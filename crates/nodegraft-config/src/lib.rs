use relative_path::RelativePathBuf;
use serde::{Deserialize, Serialize};
use std::path::{Path, PathBuf};
use thiserror::Error;

#[derive(Debug, Error)]
pub enum ConfigError {
    #[error("Failed to read config file at {config_path}: {source}")]
    ConfigReadError {
        config_path: PathBuf,
        source: std::io::Error,
    },

    #[error("Failed to parse config file at {config_path}: {source}")]
    ConfigParseError {
        config_path: PathBuf,
        source: toml::de::Error,
    },

    #[error("Invalid fragment pattern {pattern}: {source}")]
    BadFragmentPattern {
        pattern: String,
        source: glob::PatternError,
    },

    #[error("Fragment path {0} is outside the project root")]
    FragmentOutsideRoot(PathBuf),
}

/// Project configuration for one consolidation run.
///
/// `fragments` is an ordered list of relative paths or glob patterns; the
/// layering order (base first, then extensions) is the caller's contract, so
/// entries are resolved in list order and globs expand alphabetically within
/// their entry.
#[derive(Debug, Serialize, Deserialize)]
pub struct Config {
    pub module_name: String,
    pub output: RelativePathBuf,
    pub fragments: Vec<String>,
    /// Optional project root override; defaults to the config file's
    /// directory. Supports `~` and environment variables.
    #[serde(default, skip_serializing_if = "Option::is_none")]
    pub root: Option<PathBuf>,
}

impl Config {
    pub fn load_from_path<P: AsRef<Path>>(config_path: P) -> Result<Option<Self>, ConfigError> {
        let config_path = config_path.as_ref();
        if !config_path.exists() {
            return Ok(None);
        }

        let content = std::fs::read_to_string(config_path).map_err(|source| {
            ConfigError::ConfigReadError {
                config_path: config_path.to_path_buf(),
                source,
            }
        })?;

        let mut config: Config =
            toml::from_str(&content).map_err(|source| ConfigError::ConfigParseError {
                config_path: config_path.to_path_buf(),
                source,
            })?;

        // Expand shell variables and tilde in the root override
        config.root = config.root.map(|root| Self::expand_path(&root).unwrap_or(root));

        Ok(Some(config))
    }

    pub fn load() -> Result<Option<Self>, ConfigError> {
        Self::load_from_path(Self::default_path())
    }

    pub fn save_to_path<P: AsRef<Path>>(&self, config_path: P) -> anyhow::Result<()> {
        let config_path = config_path.as_ref();
        if let Some(parent) = config_path.parent() {
            std::fs::create_dir_all(parent)?;
        }
        let content = toml::to_string_pretty(self)?;
        std::fs::write(config_path, content)?;
        Ok(())
    }

    pub fn save(&self) -> anyhow::Result<()> {
        self.save_to_path(Self::default_path())
    }

    pub fn default_path() -> PathBuf {
        PathBuf::from("nodegraft.toml")
    }

    /// Resolve the fragment list against the project root, in list order.
    /// Entries containing glob metacharacters expand to their matches
    /// (alphabetical within the entry); plain entries pass through untouched.
    pub fn resolve_fragments(&self, root: &Path) -> Result<Vec<RelativePathBuf>, ConfigError> {
        let mut resolved = Vec::new();
        for entry in &self.fragments {
            if entry.contains(['*', '?', '[']) {
                let pattern = root.join(entry).to_string_lossy().into_owned();
                let matches =
                    glob::glob(&pattern).map_err(|source| ConfigError::BadFragmentPattern {
                        pattern: entry.clone(),
                        source,
                    })?;
                for path in matches.filter_map(Result::ok) {
                    resolved.push(relative_to_root(&path, root)?);
                }
            } else {
                resolved.push(RelativePathBuf::from(entry.as_str()));
            }
        }
        Ok(resolved)
    }

    fn expand_path(path: &Path) -> Option<PathBuf> {
        let path_str = path.to_string_lossy();
        match shellexpand::full(&path_str) {
            Ok(expanded) => Some(PathBuf::from(expanded.as_ref())),
            Err(_) => None,
        }
    }
}

fn relative_to_root(path: &Path, root: &Path) -> Result<RelativePathBuf, ConfigError> {
    let stripped = path
        .strip_prefix(root)
        .map_err(|_| ConfigError::FragmentOutsideRoot(path.to_path_buf()))?;
    RelativePathBuf::from_path(stripped)
        .map_err(|_| ConfigError::FragmentOutsideRoot(path.to_path_buf()))
}
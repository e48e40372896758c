use indexmap::IndexMap;

/// Ordered property map of an interface body. Iteration order is textual
/// declaration order; re-inserting an existing name keeps its position.
pub type PropMap = IndexMap<String, PropValue>;

/// Scalar shape of a classified property value.
#[derive(Debug, Clone, Copy, PartialEq, Eq)]
pub enum ValueShape {
    /// A single bare identifier, e.g. `Expression`.
    Identifier,
    /// A single quoted string, e.g. `"Identifier"`; the discriminant form.
    Literal,
    /// Two or more identifiers joined by `|`.
    IdentifierUnion,
    /// Two or more quoted strings joined by `|`.
    LiteralUnion,
}

/// A classified type expression.
///
/// `text` is the rendered form the emitter prints verbatim; for list values
/// it is already wrapped in the `Array<...>` container, so `shape` + `list`
/// fully determine how `text` was produced and how it reads back.
#[derive(Debug, Clone, PartialEq, Eq)]
pub struct TypeExpr {
    pub shape: ValueShape,
    pub list: bool,
    pub text: String,
}

/// One property's declared value.
#[derive(Debug, Clone, PartialEq)]
pub enum PropValue {
    /// Nested object body, e.g. `regex: { pattern: string; flags: string; };`.
    /// Objects have no list form in this grammar.
    Object(PropMap),
    Expr(TypeExpr),
}

/// Body of a definition. The enum/interface kind tag and the kind-specific
/// payload are one tagged union.
#[derive(Debug, Clone, PartialEq)]
pub enum DefBody {
    /// Enum definition: a raw union-type expression.
    Union(String),
    /// Interface definition: ordered property map.
    Props(PropMap),
}

impl DefBody {
    pub fn props(&self) -> Option<&PropMap> {
        match self {
            DefBody::Props(map) => Some(map),
            DefBody::Union(_) => None,
        }
    }
}

/// One named declaration as accumulated in the registry.
#[derive(Debug, Clone, PartialEq)]
pub struct Definition {
    pub name: String,
    /// 0–3 ancestor names, in declaration order, not deduplicated. These are
    /// name lookups into the registry, never ownership.
    pub ancestors: Vec<String>,
    pub body: DefBody,
    /// Whether this occurrence was declared with the reopening marker.
    pub reopened: bool,
}
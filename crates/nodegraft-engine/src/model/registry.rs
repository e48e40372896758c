use indexmap::IndexMap;

use super::definition::{DefBody, Definition};

/// Insertion-ordered store of all definitions seen across fragments.
///
/// A name's position is fixed the first time it is seen; reopening or
/// replacing an entry later never moves it. The registry is the sole owner of
/// all definitions; ancestor lists refer to entries by name only.
#[derive(Debug, Default)]
pub struct Registry {
    defs: IndexMap<String, Definition>,
}

impl Registry {
    pub fn new() -> Self {
        Self::default()
    }

    /// Installs a freshly parsed definition, applying reopen-merge semantics.
    ///
    /// A definition marked as reopening an existing entry of the same kind
    /// inherits that entry's ancestry and merges bodies: enum bodies
    /// concatenate with `" | "`, interface bodies shallow-merge with the new
    /// properties winning on collision (prior order kept, new names
    /// appended). Anything else replaces the prior entry outright.
    pub fn install(&mut self, mut def: Definition) {
        if def.reopened
            && let Some(prev) = self.defs.get(&def.name)
        {
            match merge_bodies(&prev.body, &def.body) {
                Some(merged) => {
                    def.ancestors = prev.ancestors.clone();
                    def.body = merged;
                    tracing::debug!(name = %def.name, "merged reopened definition");
                }
                None => {
                    tracing::warn!(
                        name = %def.name,
                        "reopening changes the definition kind, replacing instead of merging"
                    );
                }
            }
        }
        self.insert(def);
    }

    /// Raw insert. An existing name keeps its position; a new name appends.
    pub fn insert(&mut self, def: Definition) {
        self.defs.insert(def.name.clone(), def);
    }

    pub fn get(&self, name: &str) -> Option<&Definition> {
        self.defs.get(name)
    }

    pub fn get_mut(&mut self, name: &str) -> Option<&mut Definition> {
        self.defs.get_mut(name)
    }

    pub fn contains(&self, name: &str) -> bool {
        self.defs.contains_key(name)
    }

    pub fn name_at(&self, index: usize) -> Option<&str> {
        self.defs.get_index(index).map(|(name, _)| name.as_str())
    }

    pub fn len(&self) -> usize {
        self.defs.len()
    }

    pub fn is_empty(&self) -> bool {
        self.defs.is_empty()
    }

    /// Definitions in registry order.
    pub fn iter(&self) -> impl Iterator<Item = &Definition> {
        self.defs.values()
    }
}

fn merge_bodies(prev: &DefBody, new: &DefBody) -> Option<DefBody> {
    match (prev, new) {
        (DefBody::Union(p), DefBody::Union(n)) => Some(DefBody::Union(format!("{p} | {n}"))),
        (DefBody::Props(p), DefBody::Props(n)) => {
            let mut merged = p.clone();
            for (name, value) in n {
                merged.insert(name.clone(), value.clone());
            }
            Some(DefBody::Props(merged))
        }
        _ => None,
    }
}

——————

Your assignment →
In the entries above, one line contains "pub fn save_to_path<P: AsRef<Path>>(&self, config_path: P)" and another contains "let content = toml::to_string_pretty(self)?;". Reproduce exactly those two lines and the lines between them, nothing else.

Solution for this exercise →
    pub fn save_to_path<P: AsRef<Path>>(&self, config_path: P) -> anyhow::Result<()> {
        let config_path = config_path.as_ref();
        if let Some(parent) = config_path.parent() {
            std::fs::create_dir_all(parent)?;
        }
        let content = toml::to_string_pretty(self)?;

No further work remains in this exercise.